→ **Problem to solve**: Would you show every line from the records that holds "fetch"?

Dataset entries

━━━━━━━━━━━━━━━━

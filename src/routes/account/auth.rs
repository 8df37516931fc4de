use actix_web::{web, HttpResponse, Responder};
use chrono::{Duration, Utc};
use jsonwebtoken::{encode, Algorithm, EncodingKey, Header};
use mongodb::bson::doc;
use mongodb::bson::oid::ObjectId;
use mongodb::error::WriteError;
use mongodb::Client;
use serde::{Deserialize, Serialize};
use std::sync::Arc;

use crate::db::mongo::DATABASE;
use crate::middleware::auth::Claims;
use crate::models::user::{User, UserSession};

#[derive(Debug, Serialize, Deserialize)]
pub struct TokenResponse {
    auth_token: String,
}

#[derive(Debug, Deserialize)]
pub struct Credentials {
    pub email: String,
    pub password: String,
}

pub async fn signup(data: web::Data<Arc<Client>>, input: web::Json<User>) -> impl Responder {
    let client = data.into_inner();
    let collection: mongodb::Collection<User> = client.database(DATABASE).collection("Users");

    if !is_valid_email(&input.email) {
        return HttpResponse::BadRequest().body("Invalid email address");
    }

    let curr_time = Utc::now();
    let mut doc = input.into_inner();

    doc.password = bcrypt::hash(doc.password, bcrypt::DEFAULT_COST).unwrap_or("".to_string());
    doc.created_at = Some(curr_time);
    doc.updated_at = Some(curr_time);

    match collection.insert_one(&doc).await {
        Ok(result) => {
            match generate_token(&doc.email, result.inserted_id.as_object_id().unwrap()) {
                Ok(token) => HttpResponse::Ok().json(TokenResponse { auth_token: token }),
                Err(_) => HttpResponse::InternalServerError().body("Token generation failed"),
            }
        }
        Err(err) => match *err.kind {
            mongodb::error::ErrorKind::Write(error_info) => match error_info {
                mongodb::error::WriteFailure::WriteError(WriteError { code, .. }) => {
                    if code == 11000 {
                        HttpResponse::Conflict().body("User already exists")
                    } else {
                        eprintln!("Error code: {}", code);
                        HttpResponse::InternalServerError().body("Failed to create user")
                    }
                }
                _ => HttpResponse::InternalServerError().body("Failed to create user"),
            },
            _ => HttpResponse::InternalServerError().body("Failed to create user"),
        },
    }
}

pub async fn signin(
    data: web::Data<Arc<Client>>,
    input: web::Json<Credentials>,
) -> impl Responder {
    let client = data.into_inner();
    let collection: mongodb::Collection<User> = client.database(DATABASE).collection("Users");

    let credentials = input.into_inner();
    let email = credentials.email;

    let filter = doc! { "email": &email };

    match collection.find_one(filter).await {
        Ok(Some(user)) => {
            if bcrypt::verify(&credentials.password, &user.password).unwrap_or(false) {
                let update = doc! {
                    "$set": {
                        "last_signin": Utc::now().to_string(),
                        "failed_signins": 0
                    }
                };

                match collection.update_one(doc! { "email": &email }, update).await {
                    Ok(_) => {
                        let user_id = match user.id {
                            Some(id) => id,
                            None => {
                                return HttpResponse::InternalServerError()
                                    .body("Unable to read user id")
                            }
                        };
                        match generate_token(&email, user_id) {
                            Ok(token) => {
                                HttpResponse::Ok().json(TokenResponse { auth_token: token })
                            }
                            Err(_) => HttpResponse::InternalServerError()
                                .body("Token generation failed"),
                        }
                    }
                    Err(err) => {
                        eprintln!("Failed to update document: {:?}", err);
                        HttpResponse::InternalServerError().body("Failed to sign in.")
                    }
                }
            } else {
                let failed_signins = user.failed_signins.unwrap_or(0) + 1;
                let update = doc! {
                    "$set": { "failed_signins": failed_signins }
                };

                match collection.update_one(doc! { "email": &email }, update).await {
                    Ok(_) => HttpResponse::Unauthorized().body("Invalid credentials"),
                    Err(err) => {
                        eprintln!("Failed to update failed signins: {:?}", err);
                        HttpResponse::InternalServerError().body("Failed to process signin")
                    }
                }
            }
        }
        Ok(None) => HttpResponse::NotFound().body("User not found"),
        Err(err) => {
            eprintln!("Database error: {:?}", err);
            HttpResponse::InternalServerError().body("Failed to process signin")
        }
    }
}

pub async fn user_session(claims: Claims, data: web::Data<Arc<Client>>) -> impl Responder {
    let client = data.into_inner();
    let collection: mongodb::Collection<User> = client.database(DATABASE).collection("Users");

    let user_id = match ObjectId::parse_str(&claims.user_id) {
        Ok(id) => id,
        Err(_) => return HttpResponse::BadRequest().body("Invalid user ID"),
    };

    match collection.find_one(doc! { "_id": user_id }).await {
        Ok(Some(user)) => {
            let user_session = UserSession {
                id: user.id.unwrap_or_default(),
                email: user.email,
                full_name: user.full_name.unwrap_or_default(),
                created_at: user.created_at.unwrap_or_default(),
            };
            HttpResponse::Ok().json(user_session)
        }
        Ok(None) => HttpResponse::NotFound().body("User not found"),
        Err(err) => {
            eprintln!("Failed to fetch user: {:?}", err);
            HttpResponse::InternalServerError().body("Failed to fetch user")
        }
    }
}

fn is_valid_email(email: &str) -> bool {
    let re = regex::Regex::new(
        r"^[a-zA-Z0-9.!#$%&'*+/=?^_`{|}~-]+@[a-zA-Z0-9](?:[a-zA-Z0-9-]*[a-zA-Z0-9])?(?:\.[a-zA-Z0-9](?:[a-zA-Z0-9-]*[a-zA-Z0-9])?)*$",
    );
    re.unwrap().is_match(email)
}

pub fn generate_token(
    email: &str,
    user_id: ObjectId,
) -> Result<String, jsonwebtoken::errors::Error> {
    let secret = std::env::var("JWT_SECRET").expect("JWT_SECRET must be set");
    let now = Utc::now();

    let claims = Claims {
        sub: email.to_string(),
        iat: now.timestamp() as usize,
        exp: (now + Duration::hours(24)).timestamp() as usize,
        user_id: user_id.to_string(),
    };

    let header = Header::new(Algorithm::HS256);
    encode(&header, &claims, &EncodingKey::from_secret(secret.as_ref()))
}

#[cfg(test)]
mod tests {
    use super::*;

    #[test]
    fn email_validation_accepts_and_rejects() {
        assert!(is_valid_email("traveler@example.com"));
        assert!(is_valid_email("first.last+tag@sub.domain.az"));
        assert!(!is_valid_email("not-an-email"));
        assert!(!is_valid_email("missing@tld@twice.com"));
    }
}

━━━━━━━━━━━━━━━━

→ **Your solution**:
            eprintln!("Failed to fetch user: {:?}", err);
            HttpResponse::InternalServerError().body("Failed to fetch user")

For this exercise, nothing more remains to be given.